== Task ==
In the records below, find the line with "#[derive(Debug, Clone, Copy, PartialEq, Eq)]" and the line with "pub use panic_guard::panic_message;"; return exactly those lines and every line between them.
------------------------------------
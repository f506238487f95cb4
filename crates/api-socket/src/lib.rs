//! Socket API Layer
//!
//! Line-framed request / length-prefixed response protocol served over a
//! UNIX-domain or loopback TCP socket. One request and one response per
//! connection.

pub mod codec;
pub mod error;
pub mod handler;
pub mod listener;
pub mod server;

pub use codec::{decode_request, encode_response, write_response};
pub use error::{ConnectionError, ErrorCategory, ProtocolError};
pub use handler::{ConnectionHandler, HandlerConfig, HandlerOutcome};
pub use listener::{BoundListener, ListenAddr, Listener};
pub use server::{ServerConfig, SocketServer};
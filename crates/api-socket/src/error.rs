//! Connection Error Types
//!
//! Every error here ends the connection without a response; the category only
//! decides how loudly it is logged.

use sockproc_core::port::ExecutionError;
use std::io;
use std::time::Duration;
use thiserror::Error;

/// Errors while decoding a request frame
#[derive(Error, Debug)]
pub enum ProtocolError {
    #[error("connection closed before a complete request was read")]
    Incomplete,

    #[error("request line exceeds {limit} bytes")]
    LineTooLong { limit: usize },

    #[error("invalid input length: {0:?}")]
    InvalidLength(String),

    #[error("command contains a NUL byte")]
    InvalidCommand,

    #[error("IO error: {0}")]
    Io(#[from] io::Error),
}

/// Errors that end one connection
#[derive(Error, Debug)]
pub enum ConnectionError {
    #[error("protocol error: {0}")]
    Protocol(#[from] ProtocolError),

    #[error("no complete request within {0:?}")]
    RequestTimeout(Duration),

    #[error("execution error: {0}")]
    Execution(#[from] ExecutionError),

    #[error("IO error: {0}")]
    Io(#[from] io::Error),
}

/// Error taxonomy for logging
#[derive(Debug, Clone, Copy, PartialEq, Eq)]
pub enum ErrorCategory {
    /// Peer went away or the socket failed
    Transport,
    /// Bytes arrived but do not form a request
    Malformed,
    /// The command could not be started or its pipes failed
    Spawn,
}

impl ErrorCategory {
    pub fn as_str(&self) -> &'static str {
        match self {
            ErrorCategory::Transport => "transport",
            ErrorCategory::Malformed => "malformed",
            ErrorCategory::Spawn => "spawn",
        }
    }
}

impl ConnectionError {
    pub fn category(&self) -> ErrorCategory {
        match self {
            ConnectionError::Protocol(ProtocolError::Incomplete)
            | ConnectionError::Protocol(ProtocolError::Io(_))
            | ConnectionError::RequestTimeout(_)
            | ConnectionError::Io(_) => ErrorCategory::Transport,
            ConnectionError::Protocol(_) => ErrorCategory::Malformed,
            ConnectionError::Execution(_) => ErrorCategory::Spawn,
        }
    }
}
// Application Layer - lifecycle helpers shared by the server and the daemon

pub mod panic_guard;
pub mod shutdown;

// Re-exports
pub use panic_guard::panic_message;
pub use shutdown::{shutdown_channel, ShutdownSender, ShutdownToken};
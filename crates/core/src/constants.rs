// Shared constants (no magic values in adapters)
use std::time::Duration;

/// Capacity of one output buffer segment (16 KiB)
pub const SEGMENT_CAPACITY: usize = 16384;

/// Size of a single read from a child's stdout/stderr pipe
pub const DRAIN_CHUNK_SIZE: usize = 8192;

/// Size of a single write into a child's stdin pipe
pub const INPUT_CHUNK_SIZE: usize = 2048;

/// Upper bound for one request line, delimiter included
pub const MAX_LINE_LEN: usize = 2048;

/// Request line delimiter
pub const LINE_DELIMITER: &[u8] = b"\r\n";

/// Shell used to interpret every command
pub const DEFAULT_SHELL: &str = "/bin/sh";

/// Flag telling the shell to read the command from its next argument
pub const DEFAULT_SHELL_FLAG: &str = "-c";

/// Time a client gets to send a complete request (30 seconds)
pub const DEFAULT_REQUEST_TIMEOUT: Duration = Duration::from_secs(30);

/// Wait between SIGTERM and SIGKILL when a command overruns its timeout (5 seconds)
pub const GRACEFUL_KILL_TIMEOUT: Duration = Duration::from_secs(5);

/// How often a signalled process group is checked for survivors (20ms)
pub const GROUP_EXIT_POLL_INTERVAL: Duration = Duration::from_millis(20);

/// Pause after a failed accept (e.g. descriptor exhaustion) before retrying (100ms)
pub const ACCEPT_ERROR_BACKOFF: Duration = Duration::from_millis(100);

/// Time in-flight connections get to finish after shutdown is requested (5 seconds)
pub const SHUTDOWN_GRACE: Duration = Duration::from_secs(5);

/// Exit status reported when the shell binary does not exist (shell convention)
pub const EXIT_SHELL_NOT_FOUND: i32 = 127;

/// Exit status reported when the shell binary cannot be executed (shell convention)
pub const EXIT_SHELL_NOT_EXECUTABLE: i32 = 126;

/// Offset added to a signal number to form the reported status (shell convention)
pub const SIGNAL_STATUS_OFFSET: i32 = 128;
------------------------------------
== Completed exercise ==
#[derive(Debug, Clone, Copy, PartialEq, Eq)]
pub enum ErrorCategory {
    /// Peer went away or the socket failed
    Transport,
    /// Bytes arrived but do not form a request
    Malformed,
    /// The command could not be started or its pipes failed
    Spawn,
}

impl ErrorCategory {
    pub fn as_str(&self) -> &'static str {
        match self {
            ErrorCategory::Transport => "transport",
            ErrorCategory::Malformed => "malformed",
            ErrorCategory::Spawn => "spawn",
        }
    }
}

impl ConnectionError {
    pub fn category(&self) -> ErrorCategory {
        match self {
            ConnectionError::Protocol(ProtocolError::Incomplete)
            | ConnectionError::Protocol(ProtocolError::Io(_))
            | ConnectionError::RequestTimeout(_)
            | ConnectionError::Io(_) => ErrorCategory::Transport,
            ConnectionError::Protocol(_) => ErrorCategory::Malformed,
            ConnectionError::Execution(_) => ErrorCategory::Spawn,
        }
    }
}
// Application Layer - lifecycle helpers shared by the server and the daemon

pub mod panic_guard;
pub mod shutdown;

// Re-exports
pub use panic_guard::panic_message;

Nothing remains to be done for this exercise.